The answer to his question is hidden right there in those judgements: we’re “disturbing.” We’re “other”. We’re “sick.”
This community exists because we*are* different, which is often used as a synonym for inferior or scary. When we open up about our sexuality in vanilla settings, we’re dragged through barbed wire by our feet. There are reasons we’re terrified of being doxed: we lose our jobs. We lose custody of our children. We’re ignored by the police when we’re assaulted simply because of our sexual preferences. BDSM should be an acceptable part of vanilla society, but that doesn’t make it so, so we’ve cleared a place for ourselves in which we’re accepted.
Studies show that we don’t suffer from more pathologies than vanilla people. In fact, in some ways, our mental health is better. Pamela Connolly created a small survey that compared our mental health issues with those of normative samples. She found lower rates of paranoia, depression and other mood disorders. Other research has found that we cheat on our partners less often and feel more bonded. Our consent practices are even being widely studied for their effectiveness, and that makes my heart go pitter-pat.

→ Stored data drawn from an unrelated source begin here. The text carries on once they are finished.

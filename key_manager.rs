//! Per-user secret key lifecycle.
//!
//! Each account owns at most one 256-bit key. It is generated once, handed
//! to the caller as 64 lowercase hex characters and never stored: only an
//! Argon2id PHC string of the hex text is persisted, and every encrypted
//! operation is authorized by verifying the supplied key against it.
//!
//! ## Security Features
//!
//! - Keys are zeroized on drop
//! - Random generation via `OsRng`
//! - Hashing and verification run on the blocking pool

use crate::error::{Result, VaultError};
use crate::metadata::{MetadataStore, UserId};
use argon2::password_hash::{PasswordHash, PasswordHasher, PasswordVerifier, SaltString};
use argon2::{Argon2, Params, Version};
use rand_core::{OsRng, RngCore};
use serde::{Deserialize, Serialize};
use std::fmt;
use std::sync::Arc;
use tracing::{info, warn};
use zeroize::Zeroizing;

pub const KEY_LEN: usize = 32;
pub const KEY_HEX_LEN: usize = KEY_LEN * 2;

/// Raw 256-bit symmetric key
pub struct SecretKey {
    bytes: Zeroizing<[u8; KEY_LEN]>,
}

impl SecretKey {
    pub fn generate() -> Self {
        let mut bytes = Zeroizing::new([0u8; KEY_LEN]);
        OsRng.fill_bytes(&mut bytes[..]);
        Self { bytes }
    }

    pub fn from_bytes(bytes: [u8; KEY_LEN]) -> Self {
        Self {
            bytes: Zeroizing::new(bytes),
        }
    }

    /// Decodes a 64-character hex key.
    pub fn from_hex(key_hex: &str) -> Result<Self> {
        if key_hex.len() != KEY_HEX_LEN {
            return Err(VaultError::configuration(format!(
                "secret key must be {} hex characters, got {}",
                KEY_HEX_LEN,
                key_hex.len()
            )));
        }
        let mut bytes = Zeroizing::new([0u8; KEY_LEN]);
        hex::decode_to_slice(key_hex, &mut bytes[..])
            .map_err(|e| VaultError::configuration(format!("malformed secret key: {}", e)))?;
        Ok(Self { bytes })
    }

    pub fn to_hex(&self) -> Zeroizing<String> {
        Zeroizing::new(hex::encode(&self.bytes[..]))
    }

    pub fn as_bytes(&self) -> &[u8; KEY_LEN] {
        &self.bytes
    }
}

impl fmt::Debug for SecretKey {
    fn fmt(&self, f: &mut fmt::Formatter<'_>) -> fmt::Result {
        f.debug_struct("SecretKey")
            .field("bytes", &"[REDACTED]")
            .finish()
    }
}

/// Argon2id cost parameters for key hashes
#[derive(Debug, Clone, Copy, PartialEq, Eq, Serialize, Deserialize)]
pub struct HashParams {
    pub memory_kib: u32,
    pub iterations: u32,
    pub parallelism: u32,
}

impl Default for HashParams {
    fn default() -> Self {
        Self {
            memory_kib: 19456,
            iterations: 2,
            parallelism: 1,
        }
    }
}

impl HashParams {
    fn hasher(&self) -> Result<Argon2<'static>> {
        let params = Params::new(self.memory_kib, self.iterations, self.parallelism, None)
            .map_err(|e| VaultError::configuration(format!("invalid Argon2 parameters: {}", e)))?;
        Ok(Argon2::new(argon2::Algorithm::Argon2id, Version::V0x13, params))
    }
}

/// Salted Argon2id hash of a hex key, as a PHC string.
pub fn hash_key(key_hex: &str, params: &HashParams) -> Result<String> {
    let salt = SaltString::generate(&mut OsRng);
    let hash = params
        .hasher()?
        .hash_password(key_hex.as_bytes(), &salt)
        .map_err(|e| VaultError::storage(format!("hashing secret key: {}", e)))?;
    Ok(hash.to_string())
}

/// Verifies `key_hex` against a PHC string; any parse or match failure is `false`.
pub fn verify_key_hash(key_hex: &str, phc: &str) -> bool {
    match PasswordHash::new(phc) {
        Ok(parsed) => Argon2::default()
            .verify_password(key_hex.as_bytes(), &parsed)
            .is_ok(),
        Err(e) => {
            warn!(error = %e, "stored key hash is not a valid PHC string");
            false
        }
    }
}

/// Generates and verifies per-user keys against the metadata store.
#[derive(Clone)]
pub struct KeyManager {
    store: Arc<dyn MetadataStore>,
    params: HashParams,
}

impl KeyManager {
    pub fn new(store: Arc<dyn MetadataStore>, params: HashParams) -> Self {
        Self { store, params }
    }

    /// Creates the user's key and returns it in hex. This is the only time
    /// the plaintext key leaves the vault.
    pub async fn generate_key(&self, user_id: UserId) -> Result<Zeroizing<String>> {
        let (_, has_key) = self.store.get_user_secret_hash(user_id).await?;
        if has_key {
            warn!(user_id, "refusing to generate a second secret key");
            return Err(VaultError::conflict(format!("user {} already has a secret key", user_id)));
        }

        let key_hex = SecretKey::generate().to_hex();
        let params = self.params;
        let to_hash = key_hex.clone();
        let hash = tokio::task::spawn_blocking(move || hash_key(&to_hash, &params))
            .await
            .map_err(|e| VaultError::storage(format!("hashing task failed: {}", e)))??;

        self.store.set_user_secret_hash(user_id, &hash).await?;
        info!(user_id, "secret key generated");
        Ok(key_hex)
    }

    /// True only if `key_hex` is exactly the key generated for this user.
    pub async fn verify_key(&self, user_id: UserId, key_hex: &str) -> bool {
        if key_hex.len() != KEY_HEX_LEN || hex::decode(key_hex).is_err() {
            return false;
        }
        let hash = match self.store.get_user_secret_hash(user_id).await {
            Ok((Some(hash), true)) => hash,
            Ok(_) => return false,
            Err(e) => {
                warn!(user_id, error = %e, "could not load key hash");
                return false;
            }
        };
        let supplied = Zeroizing::new(key_hex.to_string());
        tokio::task::spawn_blocking(move || verify_key_hash(&supplied, &hash))
            .await
            .unwrap_or(false)
    }

    /// Verifies and decodes in one step.
    pub async fn authorize(&self, user_id: UserId, key_hex: &str) -> Result<SecretKey> {
        if !self.verify_key(user_id, key_hex).await {
            warn!(user_id, "secret key rejected");
            return Err(VaultError::authentication("invalid secret key"));
        }
        SecretKey::from_hex(key_hex)
    }
}
use anyhow::{Context, Result};
use clap::{Parser, Subcommand};
use filevault::{
    config,
    file_crypto::FileCryptoService,
    metadata::{FileSelector, UserId},
    vault::{UploadFile, UploadOptions, UploadOutcome, Vault},
    Algorithm,
};
use indicatif::{ProgressBar, ProgressStyle};
use std::io::{self, Write};
use std::path::PathBuf;
use tokio::fs;
use tracing::info;
use tracing_subscriber::{fmt, EnvFilter};

/// FileVault - per-user encrypted file vault with switchable AEAD ciphers
#[derive(Parser)]
#[command(name = "filevault")]
#[command(author, version, about, long_about = None)]
struct Cli {
    /// Path to configuration file
    #[arg(short, long, default_value = "config.json")]
    config: String,

    #[command(subcommand)]
    command: Commands,
}

#[derive(Subcommand, Debug)]
enum Commands {
    /// Write a config file and create the vault directories
    Init {
        /// Object storage directory
        #[arg(long, default_value = "./uploads")]
        storage_dir: String,

        /// Staging directory for migrations
        #[arg(long, default_value = "./staging")]
        staging_dir: String,

        /// Metadata document path
        #[arg(long, default_value = "./vault.json")]
        metadata_path: String,
    },

    /// Register a user
    AddUser { name: String },

    /// Generate the user's secret key (shown once)
    GenKey {
        #[arg(short, long)]
        user: UserId,
    },

    /// Check a secret key against the stored hash
    VerifyKey {
        #[arg(short, long)]
        user: UserId,
        #[arg(short, long)]
        key: String,
    },

    /// Upload one or more files
    Upload {
        #[arg(short, long)]
        user: UserId,

        /// Files to upload
        #[arg(required = true)]
        inputs: Vec<PathBuf>,

        /// Encrypt with the user's key and current algorithm
        #[arg(short, long)]
        encrypt: bool,

        /// Secret key (hex), required with --encrypt
        #[arg(short, long)]
        key: Option<String>,
    },

    /// Download a file
    Download {
        #[arg(short, long)]
        user: UserId,

        /// User-visible filename
        filename: String,

        /// Output file path (defaults to stdout)
        #[arg(short, long)]
        output: Option<PathBuf>,

        /// Secret key (hex), required for encrypted files
        #[arg(short, long)]
        key: Option<String>,
    },

    /// Delete a file
    Delete {
        #[arg(short, long)]
        user: UserId,

        /// User-visible filename, or storage name with --by-storage-name
        name: String,

        #[arg(long)]
        by_storage_name: bool,

        /// Skip confirmation prompt
        #[arg(short = 'y', long)]
        yes: bool,
    },

    /// List a user's files
    List {
        #[arg(short, long)]
        user: UserId,

        /// Show detailed information
        #[arg(short, long)]
        verbose: bool,
    },

    /// List supported algorithms
    Algos,

    /// Switch the user's algorithm, re-encrypting every encrypted file
    SwitchAlgo {
        #[arg(short, long)]
        user: UserId,

        /// Target algorithm (AES-256 or ChaCha20)
        algorithm: String,

        /// Secret key (hex), required when encrypted files exist
        #[arg(short, long)]
        key: Option<String>,
    },

    /// Encrypt a local file outside the vault
    Seal {
        input: PathBuf,
        output: PathBuf,
        #[arg(short, long)]
        key: String,
        #[arg(short, long, default_value = "AES-256")]
        algorithm: String,
    },

    /// Decrypt a local file produced by `seal`
    Open {
        input: PathBuf,
        output: PathBuf,
        #[arg(short, long)]
        key: String,
        #[arg(short, long, default_value = "AES-256")]
        algorithm: String,
    },

    /// Remove staged plaintext older than the retention window
    SweepStaging {
        /// Keep running, sweeping every N seconds
        #[arg(long, value_name = "SECS")]
        watch: Option<u64>,
    },

    /// Show a user's algorithm, key status and storage statistics
    Status {
        #[arg(short, long)]
        user: UserId,
    },
}

#[tokio::main]
async fn main() -> Result<()> {
    // Use RUST_LOG to control log level (e.g. RUST_LOG=info,filevault=debug)
    fmt()
        .with_env_filter(EnvFilter::from_default_env())
        .with_target(true)
        .with_thread_ids(false)
        .init();

    let cli = Cli::parse();
    info!(command = ?cli.command, "FileVault starting");

    match cli.command {
        Commands::Init {
            storage_dir,
            staging_dir,
            metadata_path,
        } => cmd_init(&cli.config, storage_dir, staging_dir, metadata_path).await,
        Commands::AddUser { name } => cmd_add_user(&cli.config, &name).await,
        Commands::GenKey { user } => cmd_gen_key(&cli.config, user).await,
        Commands::VerifyKey { user, key } => cmd_verify_key(&cli.config, user, &key).await,
        Commands::Upload {
            user,
            inputs,
            encrypt,
            key,
        } => cmd_upload(&cli.config, user, &inputs, encrypt, key).await,
        Commands::Download {
            user,
            filename,
            output,
            key,
        } => cmd_download(&cli.config, user, &filename, output.as_ref(), key.as_deref()).await,
        Commands::Delete {
            user,
            name,
            by_storage_name,
            yes,
        } => cmd_delete(&cli.config, user, name, by_storage_name, yes).await,
        Commands::List { user, verbose } => cmd_list(&cli.config, user, verbose).await,
        Commands::Algos => cmd_algos(&cli.config).await,
        Commands::SwitchAlgo {
            user,
            algorithm,
            key,
        } => cmd_switch_algo(&cli.config, user, &algorithm, key.as_deref()).await,
        Commands::Seal {
            input,
            output,
            key,
            algorithm,
        } => cmd_seal(&input, &output, &key, &algorithm).await,
        Commands::Open {
            input,
            output,
            key,
            algorithm,
        } => cmd_open(&input, &output, &key, &algorithm).await,
        Commands::SweepStaging { watch } => cmd_sweep_staging(&cli.config, watch).await,
        Commands::Status { user } => cmd_status(&cli.config, user).await,
    }
}
use axum::{
    http::StatusCode,
    response::{IntoResponse, Response},
    Json,
};
use serde_json::json;
use thiserror::Error;

#[derive(Error, Debug)]
pub enum AppError {
    #[error("Not Found: {0}")]
    NotFound(String),

    #[error("Internal Server Error: {0}")]
    Internal(String),

    #[error("Database error: {0}")]
    Database(String),

    #[error("Validation error: {0}")]
    ValidationError(String),

    #[error("Conflict: {0}")]
    Conflict(String),
}

impl IntoResponse for AppError {
    fn into_response(self) -> Response {
        let (status, message) = match &self {
            AppError::NotFound(msg) => (StatusCode::NOT_FOUND, msg),
            AppError::Internal(msg) => (StatusCode::INTERNAL_SERVER_ERROR, msg),
            AppError::Database(msg) => (StatusCode::INTERNAL_SERVER_ERROR, msg),
            AppError::ValidationError(msg) => (StatusCode::BAD_REQUEST, msg),
            AppError::Conflict(msg) => (StatusCode::CONFLICT, msg),
        };

        if status.is_server_error() {
            tracing::error!("Error: {}: {}", status, message);
        } else {
            tracing::warn!("Request rejected: {}: {}", status, message);
        }

        let body = Json(json!({
            "error": message
        }));

        (status, body).into_response()
    }
}
pub mod error;
pub mod firebase;
pub mod memory;
pub mod paths;
pub mod push_id;
pub mod sse;
pub mod store;
pub mod tree;

pub use error::StoreError;
pub use firebase::FirebaseClient;
pub use memory::InMemoryStore;
pub use store::{store_from_config, RealtimeStore, Snapshot, Subscription};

The DSM-V (psychiatry’s diagnostic manual) has also pronounced us healthy. A few years ago, any and all fetishes were diagnosed as paraphilias, but these days, kink is only sick if it causes non-consensual harm and has negative impacts on our lives. Science—even if it’s the soft science of psychiatry—says our sexuality isn’t toxic, only unusual.
Society is in no hurry to catch up, though. The law can and will make judgements on the basis of what we do in the bedroom. In social circles, we’re called crazy, sick, and abused.
My sister reminded me yesterday that we use this “divisive” community because when we’re socialising with kinksters, we don’t have to hide or pretend. We don’t use the scene to separate ourselves from others, but because others treat us divisively when we’re open about our (perfectly healthy) proclivities.
We all deserve a place in the world where we don’t keep secrets and can be entirely ourselves without editing. Until society becomes less bigoted about our lives, that place cannot be cleared out of vanilla circles.
Comments
could you please link the sources on this one? Id like to read the studies 🤓.
npsha incognito
2024-03-14 22:22:53 +0000 UTCWhen I found fetlife and the kink community it was like I had stepped into the "real world". A world were I didn't have to be careful of what I said. A world where I could be myself. Your writings have helped me to be more comfortable in my weirdnesses. I am so very happy that your are a part of my world!